CRII: CI: Scalable Multigrid Algorithms for Solving Elliptic PDEs on Power-Efficient Clusters

NSF Org:	OAC Office of Advanced Cyberinfrastructure (OAC)
Recipient:	UNIVERSITY OF UTAH
Initial Amendment Date:	May 7, 2015
Latest Amendment Date:	May 7, 2015
Award Number:	1464244
Award Instrument:	Standard Grant
Program Manager:	Sushil K Prasad OAC Office of Advanced Cyberinfrastructure (OAC) CSE Directorate for Computer and Information Science and Engineering
Start Date:	July 1, 2015
End Date:	June 30, 2018 (Estimated)
Total Intended Award Amount:	$175,000.00
Total Awarded Amount to Date:	$175,000.00
Funds Obligated to Date:	FY 2015 = $175,000.00
History of Investigator:	Hari Sundar (Principal Investigator) hari.sundar@tufts.edu
Recipient Sponsored Research Office:	University of Utah 201 PRESIDENTS CIR SALT LAKE CITY UT US 84112-9049 (801)581-6903
Sponsor Congressional District:	01
Primary Place of Performance:	University of Utah UT US 84112-8930
Primary Place of Performance Congressional District:	01
Unique Entity Identifier (UEI):	LL8GLEVH6MG3
Parent UEI:
NSF Program(s):	CYBERINFRASTRUCTURE, EDUCATION AND WORKFORCE, EPSCoR Co-Funding
Primary Program Source:	01001516DB NSF RESEARCH & RELATED ACTIVIT
Program Reference Code(s):	8228, 9150
Program Element Code(s):	723100, 736100, 915000
Award Agency Code:	4900
Fund Agency Code:	4900
Assistance Listing Number(s):	47.070

ABSTRACT

While emerging extreme-scale computing systems could provide unprecedented resources for scientific discovery, two major challenges are the cost and the energy required to run and cool these systems.
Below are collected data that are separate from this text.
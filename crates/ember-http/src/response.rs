//! Response assembly: status line, auto-computed `Content-Length`, headers,
//! body (spec §4.7 step 5, §6 wire format).

/// A response under construction by a route handler.
#[derive(Debug, Clone)]
pub struct HttpResponse {
    /// HTTP status code.
    pub status: u16,
    /// Header name/value pairs, in insertion order. `Content-Length` is
    /// added automatically at serialization time and must not be set here.
    pub headers: Vec<(String, String)>,
    /// Response body bytes.
    pub body: Vec<u8>,
}

impl HttpResponse {
    /// A `200 OK` response with an empty body.
    pub fn ok() -> Self {
        Self { status: 200, headers: Vec::new(), body: Vec::new() }
    }

    /// A response with the given status and no body.
    pub fn with_status(status: u16) -> Self {
        Self { status, headers: Vec::new(), body: Vec::new() }
    }

    /// A `text/plain` response body.
    pub fn text(status: u16, body: impl Into<String>) -> Self {
        let mut response = Self::with_status(status);
        response.body = body.into().into_bytes();
        response.headers.push(("Content-Type".to_string(), "text/plain; charset=utf-8".to_string()));
        response
    }

    /// An `application/json` response body (caller supplies already-encoded
    /// JSON text).
    pub fn json(status: u16, body: impl Into<String>) -> Self {
        let mut response = Self::with_status(status);
        response.body = body.into().into_bytes();
        response.headers.push(("Content-Type".to_string(), "application/json".to_string()));
        response
    }

    /// An `application/octet-stream` response body.
    pub fn bytes(status: u16, body: Vec<u8>) -> Self {
        let mut response = Self::with_status(status);
        response.body = body;
        response.headers.push(("Content-Type".to_string(), "application/octet-stream".to_string()));
        response
    }

    /// Append a header. Last write for a given name wins at the wire level,
    /// same as PHP's `header()`.
    pub fn with_header(mut self, name: impl Into<String>, value: impl Into<String>) -> Self {
        self.headers.push((name.into(), value.into()));
        self
    }

    /// Serialize to the bytes written back to the client: status line,
    /// headers (with `Content-Length` inserted), a blank line, then body.
    pub fn serialize(&self) -> Vec<u8> {
        let mut out = Vec::with_capacity(128 + self.body.len());
        out.extend_from_slice(format!("HTTP/1.1 {} {}\r\n", self.status, status_text(self.status)).as_bytes());
        out.extend_from_slice(format!("Content-Length: {}\r\n", self.body.len()).as_bytes());
        for (name, value) in &self.headers {
            out.extend_from_slice(format!("{name}: {value}\r\n").as_bytes());
        }
        out.extend_from_slice(b"Connection: close\r\n\r\n");
        out.extend_from_slice(&self.body);
        out
    }
}

/// Canonical reason phrase for a status code, `"Unknown"` for anything not
/// named here.
pub fn status_text(code: u16) -> &'static str {
    match code {
        200 => "OK",
        201 => "Created",
        202 => "Accepted",
        204 => "No Content",
        301 => "Moved Permanently",
        302 => "Found",
        304 => "Not Modified",
        400 => "Bad Request",
        401 => "Unauthorized",
        403 => "Forbidden",
        404 => "Not Found",
        405 => "Method Not Allowed",
        409 => "Conflict",
        422 => "Unprocessable Entity",
        429 => "Too Many Requests",
        500 => "Internal Server Error",
        502 => "Bad Gateway",
        503 => "Service Unavailable",
        504 => "Gateway Timeout",
        _ => "Unknown",
    }
}

#[cfg(test)]
mod tests {
    use super::*;

    #[test]
    fn serializes_status_line_and_content_length() {
        let response = HttpResponse::text(200, "hi");
        let bytes = response.serialize();
        let text = String::from_utf8(bytes).unwrap();
        assert!(text.starts_with("HTTP/1.1 200 OK\r\n"));
        assert!(text.contains("Content-Length: 2\r\n"));
        assert!(text.ends_with("hi"));
    }

    #[test]
    fn unknown_status_gets_unknown_reason_phrase() {
        assert_eq!(status_text(799), "Unknown");
    }

    #[test]
    fn custom_headers_are_preserved_in_order() {
        let response = HttpResponse::ok().with_header("X-A", "1").with_header("X-B", "2");
        let text = String::from_utf8(response.serialize()).unwrap();
        let a_pos = text.find("X-A").unwrap();
        let b_pos = text.find("X-B").unwrap();
        assert!(a_pos < b_pos);
    }
}
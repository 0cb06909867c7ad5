//! Pattern-based routing: path segments beginning with `:` bind as
//! parameters (spec §4.7 "Routing is pattern-based").

use crate::context::RequestContext;
use crate::response::HttpResponse;
use rustc_hash::FxHashMap;
use std::sync::Arc;

/// A route handler: receives the request context (headers, body, bound
/// `:param`s, and the per-request arena) and produces a response.
///
/// Implemented for any `Fn(&mut RequestContext) -> HttpResponse` closure, so
/// the embedder that actually calls into the evaluator (`ember-runtime`)
/// need not implement the trait by hand. Not `Send`/`Sync`: the accept loop
/// is single-threaded by default (spec §4.7), and the evaluator's handler
/// closures close over an `ember_core::Vm`, whose `Rc`-based heap is not
/// thread-safe (spec §5) — there is no reason to demand thread-safety a
/// single-threaded server never exercises.
pub trait RouteHandler {
    /// Handle a matched request.
    fn handle(&self, ctx: &mut RequestContext) -> HttpResponse;
}

impl<F> RouteHandler for F
where
    F: Fn(&mut RequestContext) -> HttpResponse,
{
    fn handle(&self, ctx: &mut RequestContext) -> HttpResponse {
        self(ctx)
    }
}

#[derive(Debug, Clone, PartialEq, Eq)]
enum Segment {
    Literal(String),
    Param(String),
}

fn split_pattern(pattern: &str) -> Vec<Segment> {
    pattern
        .trim_matches('/')
        .split('/')
        .filter(|s| !s.is_empty())
        .map(|s| match s.strip_prefix(':') {
            Some(name) => Segment::Param(name.to_string()),
            None => Segment::Literal(s.to_string()),
        })
        .collect()
}

fn split_path(path: &str) -> Vec<&str> {
    path.trim_matches('/').split('/').filter(|s| !s.is_empty()).collect()
}

struct Route {
    method: String,
    segments: Vec<Segment>,
    handler: Arc<dyn RouteHandler>,
}

impl Route {
    /// Try to match `method`/`path` against this route, returning the bound
    /// `:param`s on success.
    fn matches(&self, method: &str, path: &str) -> Option<FxHashMap<String, String>> {
        if !self.method.eq_ignore_ascii_case(method) {
            return None;
        }
        let path_segments = split_path(path);
        if path_segments.len() != self.segments.len() {
            return None;
        }
        let mut params = FxHashMap::default();
        for (pattern_seg, actual) in self.segments.iter().zip(path_segments.iter()) {
            match pattern_seg {
                Segment::Literal(expected) => {
                    if expected != actual {
                        return None;
                    }
                }
                Segment::Param(name) => {
                    params.insert(name.clone(), actual.to_string());
                }
            }
        }
        Some(params)
    }
}

/// The registered set of routes for an [`crate::server::HttpServer`].
///
/// Routes are matched in registration order; the first match wins (the same
/// "first registered, first tried" rule PHP micro-frameworks use).
#[derive(Default)]
pub struct Router {
    routes: Vec<Route>,
}

impl Router {
    /// An empty router.
    pub fn new() -> Self {
        Self { routes: Vec::new() }
    }

    /// Register a handler for `method` and a `:param`-style path pattern.
    pub fn route(&mut self, method: &str, pattern: &str, handler: impl RouteHandler + 'static) -> &mut Self {
        self.routes.push(Route {
            method: method.to_ascii_uppercase(),
            segments: split_pattern(pattern),
            handler: Arc::new(handler),
        });
        self
    }

    /// Find the first route matching `method`/`path`, returning its handler
    /// and the bound parameters.
    pub fn find(&self, method: &str, path: &str) -> Option<(Arc<dyn RouteHandler>, FxHashMap<String, String>)> {
        for route in &self.routes {
            if let Some(params) = route.matches(method, path) {
                return Some((route.handler.clone(), params));
            }
        }
        None
    }
}

#[cfg(test)]
mod tests {
    use super::*;

    #[test]
    fn literal_route_matches_exact_path() {
        let mut router = Router::new();
        router.route("GET", "/health", |_ctx: &mut RequestContext| HttpResponse::ok());
        assert!(router.find("GET", "/health").is_some());
        assert!(router.find("GET", "/health/x").is_none());
    }

    #[test]
    fn param_segment_binds_value() {
        let mut router = Router::new();
        router.route("GET", "/users/:id", |_ctx: &mut RequestContext| HttpResponse::ok());
        let (_, params) = router.find("GET", "/users/42").unwrap();
        assert_eq!(params.get("id"), Some(&"42".to_string()));
    }

    #[test]
    fn method_mismatch_does_not_match() {
        let mut router = Router::new();
        router.route("POST", "/users", |_ctx: &mut RequestContext| HttpResponse::ok());
        assert!(router.find("GET", "/users").is_none());
    }

    #[test]
    fn multiple_params_all_bind() {
        let mut router = Router::new();
        router.route("GET", "/teams/:team_id/users/:user_id", |_ctx: &mut RequestContext| HttpResponse::ok());
        let (_, params) = router.find("GET", "/teams/7/users/9").unwrap();
        assert_eq!(params.get("team_id"), Some(&"7".to_string()));
        assert_eq!(params.get("user_id"), Some(&"9".to_string()));
    }

    #[test]
    fn first_registered_route_wins_on_ambiguity() {
        let mut router = Router::new();
        router.route("GET", "/users/:id", |_ctx: &mut RequestContext| HttpResponse::text(200, "param"));
        router.route("GET", "/users/me", |_ctx: &mut RequestContext| HttpResponse::text(200, "literal"));
        let (handler, params) = router.find("GET", "/users/me").unwrap();
        let mut ctx = RequestContext::new_standalone();
        assert_eq!(handler.handle(&mut ctx).body, b"param");
        assert_eq!(params.get("id"), Some(&"me".to_string()));
    }
}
The system-on-a-chip (SoC) components widely used in the mobile device market are substantially cheaper and more energy efficient compared to desktop or server processors, and represent a promising option for future systems. This project addresses three challenges for emerging extreme-scale computing systems: the potential move to mobile processors, the increasing levels of concurrency, and the need for energy efficiency. Shared infrastructure is developed to accelerate interdisciplinary and collaborative research. This is a first step in the development of mathematical and computational methods for solving scientific computing problems on low-energy systems that can reduce the overall cost of scientific discoveries and promote the progress of science.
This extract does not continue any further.